Gwen: Well, you know, when I was first deciding, I wanted to do a dance record first of all, so that's where it all started, and then when I was trying to find my inspiration to make the record, I basically just got really excited about going back to Tokyo, because the first time I went to Tokyo in '96 I went to Harajuku, which is this shopping district in Tokyo and all these kids kind of gather and they have this real sense of personal style and expression through fashion and it was just a very motivating, exciting place. And it just motivated me with my music, with songs, and when I was going to make the record, I was thinking about the idea of putting out a regular merchandise line with the album, it seemed ridiculous at this point.

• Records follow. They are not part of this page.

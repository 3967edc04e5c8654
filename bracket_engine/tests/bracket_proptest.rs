/// Property-based tests for bracket construction and propagation
///
/// These tests play complete tournaments with randomly chosen winners and
/// check the double-elimination guarantees hold for every field size.
use bracket_engine::bracket::{
    Bracket, BracketSide, CompetitorId, Entrant, MatchReport, assign_seeds, build_bracket,
    seeding_order, standings,
};
use proptest::prelude::*;
use std::collections::HashMap;

// Strategy for a field size, covering exact powers of two and every bye count between
fn field_size_strategy() -> impl Strategy<Value = usize> {
    2usize..=40
}

// Strategy for the sequence of choices driving a playthrough:
// which playable match to report next, and whether slot 1 wins it
fn choices_strategy() -> impl Strategy<Value = Vec<(usize, bool)>> {
    prop::collection::vec((any::<usize>(), any::<bool>()), 1..64)
}

fn fresh_bracket(count: usize) -> Bracket {
    let entrants = (1..=count)
        .map(|i| Entrant::new(format!("p{i}"), format!("Player {i}")))
        .collect();
    build_bracket(1, &assign_seeds(entrants).unwrap()).unwrap()
}

// Report results until nothing is playable; returns the number of reports
fn play_out(bracket: &mut Bracket, choices: &[(usize, bool)], cursor: &mut usize) -> usize {
    let mut reported = 0;
    loop {
        let playable = bracket.playable_matches();
        if playable.is_empty() {
            return reported;
        }
        assert!(reported < 1000, "playthrough does not terminate");

        let (pick, first_wins) = choices[*cursor % choices.len()];
        *cursor += 1;

        let m = playable[pick % playable.len()];
        let (first, second) = m.occupants().unwrap();
        let (winner, loser) = if first_wins {
            (first.clone(), second.clone())
        } else {
            (second.clone(), first.clone())
        };
        let report = MatchReport::new(m.id, winner, loser);

        bracket.apply_result(&report).unwrap();
        reported += 1;
    }
}

fn losses(bracket: &Bracket) -> HashMap<CompetitorId, u32> {
    let mut losses = HashMap::new();
    for m in bracket.matches().filter(|m| m.is_completed()) {
        if let Some(loser) = &m.loser_id {
            *losses.entry(loser.clone()).or_insert(0) += 1;
        }
    }
    losses
}

fn played(bracket: &Bracket) -> usize {
    bracket
        .matches()
        .filter(|m| m.is_completed() && m.loser_id.is_some())
        .count()
}

fn check_finished(bracket: &Bracket) -> Result<(), TestCaseError> {
    let count = bracket.competitors.len();
    let champion = bracket.champion().cloned();
    prop_assert!(champion.is_some(), "tournament ended without a champion");
    let champion = champion.unwrap();

    let losses = losses(bracket);
    for competitor in &bracket.competitors {
        let lost = losses.get(&competitor.id).copied().unwrap_or(0);
        if competitor.id == champion {
            prop_assert!(lost <= 1, "champion lost {} times", lost);
        } else {
            prop_assert_eq!(lost, 2, "{} lost {} times", competitor.id, lost);
        }
    }

    // Every non-champion loses twice; the champion's only loss forces the reset
    let reset = usize::from(bracket.reset_match().is_some());
    prop_assert_eq!(played(bracket), 2 * count - 2 + reset);

    let records = standings(bracket);
    prop_assert_eq!(records[0].competitor_id.clone(), champion);
    prop_assert_eq!(records[0].placement, Some(1));
    for record in &records[1..] {
        prop_assert!(record.eliminated);
        let placement = record.placement.unwrap_or(0);
        prop_assert!(placement >= 2 && placement as usize <= count);
    }

    Ok(())
}

proptest! {
    #[test]
    fn test_seeding_order_is_a_permutation(count in field_size_strategy()) {
        let mut order = seeding_order(count);
        let size = order.len();
        prop_assert!(size.is_power_of_two());
        prop_assert!(size >= count && size < 2 * count.max(2));

        // Paired seeds always sum to size + 1
        for pair in order.chunks(2) {
            prop_assert_eq!((pair[0] + pair[1]) as usize, size + 1);
        }

        order.sort_unstable();
        prop_assert_eq!(order, (1..=size as u32).collect::<Vec<_>>());
    }

    #[test]
    fn test_match_counts(count in field_size_strategy()) {
        let bracket = fresh_bracket(count);
        let size = bracket.bracket_size as usize;

        prop_assert_eq!(bracket.matches_on_side(BracketSide::Winners).count(), size - 1);
        prop_assert_eq!(bracket.matches_on_side(BracketSide::Losers).count(), size - 2);
        prop_assert_eq!(bracket.matches_on_side(BracketSide::GrandFinals).count(), 1);

        // Byes land only in the first round, and never two empties together
        let byes = bracket
            .round(BracketSide::Winners, 1)
            .into_iter()
            .filter(|m| m.bye)
            .count();
        prop_assert_eq!(byes, size - count);
        prop_assert!(bracket.matches_on_side(BracketSide::Winners).all(|m| !m.is_void()));
    }

    #[test]
    fn test_build_is_deterministic(count in field_size_strategy()) {
        prop_assert_eq!(fresh_bracket(count), fresh_bracket(count));
    }

    #[test]
    fn test_random_playthrough_completes(
        count in field_size_strategy(),
        choices in choices_strategy(),
    ) {
        let mut bracket = fresh_bracket(count);
        let mut cursor = 0;
        play_out(&mut bracket, &choices, &mut cursor);

        check_finished(&bracket)?;
        prop_assert!(bracket.playable_matches().is_empty());
    }

    #[test]
    fn test_corrected_result_still_completes(
        count in field_size_strategy(),
        choices in choices_strategy(),
        corrected in any::<usize>(),
    ) {
        let mut bracket = fresh_bracket(count);
        let mut cursor = 0;
        play_out(&mut bracket, &choices, &mut cursor);

        // Swap the outcome of one played match, then finish the tournament again
        let played: Vec<MatchReport> = bracket
            .matches()
            .filter(|m| m.is_completed() && m.loser_id.is_some())
            .filter_map(|m| {
                Some(MatchReport::new(m.id, m.loser_id.clone()?, m.winner_id.clone()?))
            })
            .collect();
        let flip = &played[corrected % played.len()];

        bracket.apply_result(flip).unwrap();
        let m = bracket.get_match(&flip.match_id).unwrap();
        prop_assert_eq!(m.winner_id.as_ref(), Some(&flip.winner_id));

        play_out(&mut bracket, &choices, &mut cursor);
        check_finished(&bracket)?;
    }

    #[test]
    fn test_same_report_twice_changes_nothing(
        count in field_size_strategy(),
        choices in choices_strategy(),
    ) {
        let mut bracket = fresh_bracket(count);
        let first = bracket.playable_matches()[choices[0].0 % bracket.playable_matches().len()];
        let (winner, loser) = first.occupants().unwrap();
        let report = MatchReport::new(first.id, winner.clone(), loser.clone());

        bracket.apply_result(&report).unwrap();
        let once = bracket.clone();
        bracket.apply_result(&report).unwrap();
        prop_assert_eq!(bracket, once);
    }
}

I was like, I can't just put a shirt out with my face on it. You know what I mean? So I wanted to do an accessory line.

So, I think that cameras these days are obviously one of the biggest accessories, I mean I know that for a fact, because everywhere I go there's a camera somewhere. I'm feeling it right now.

So, the idea of a camera that's actually very, very cute and very Japanese-inspired is what I wanted.

Carly: Well, great, and this is actually based on our R607. Now, when's this coming out, Gwen? It's so exciting.

Gwen Stefani: I know. When is it coming out?

Carly: Well, it's [laughter] actually, I know it's ready for graduation season. I think you have a big video coming out at the same time?

Gwen Stefani: Yeah, the next video that I'm doing is for a song off the record called Hollaback Girl, so it's going to come out around that time.

Carly: Yeah, well I can tell you that there are lots of engineering teams at HP that really want Gwen to help them design from now on. And, if you want, here - how about you take a picture of you and me together here?

Gwen Stefani: Okay, together like this?

Carly: You got it? Okay, if you want more information on this camera, you can go to www.gwenstefani.com>gwenstefani.com, or you can go to www.hpshopping.com>HPshopping.com. We're just delighted to be in this collaboration. It is cute. Now you only have one problem with this, Gwen.

Gwen Stefani: I know, I was thinking about this yesterday. I'm like, okay, so now forever I will never be able to say no, if someone comes up to me, and asks, "Can I have a photo?" I'll be like, "Oh, okay."

Carly: You have to say yes to every photo op, right? Because you're a designer of a camera.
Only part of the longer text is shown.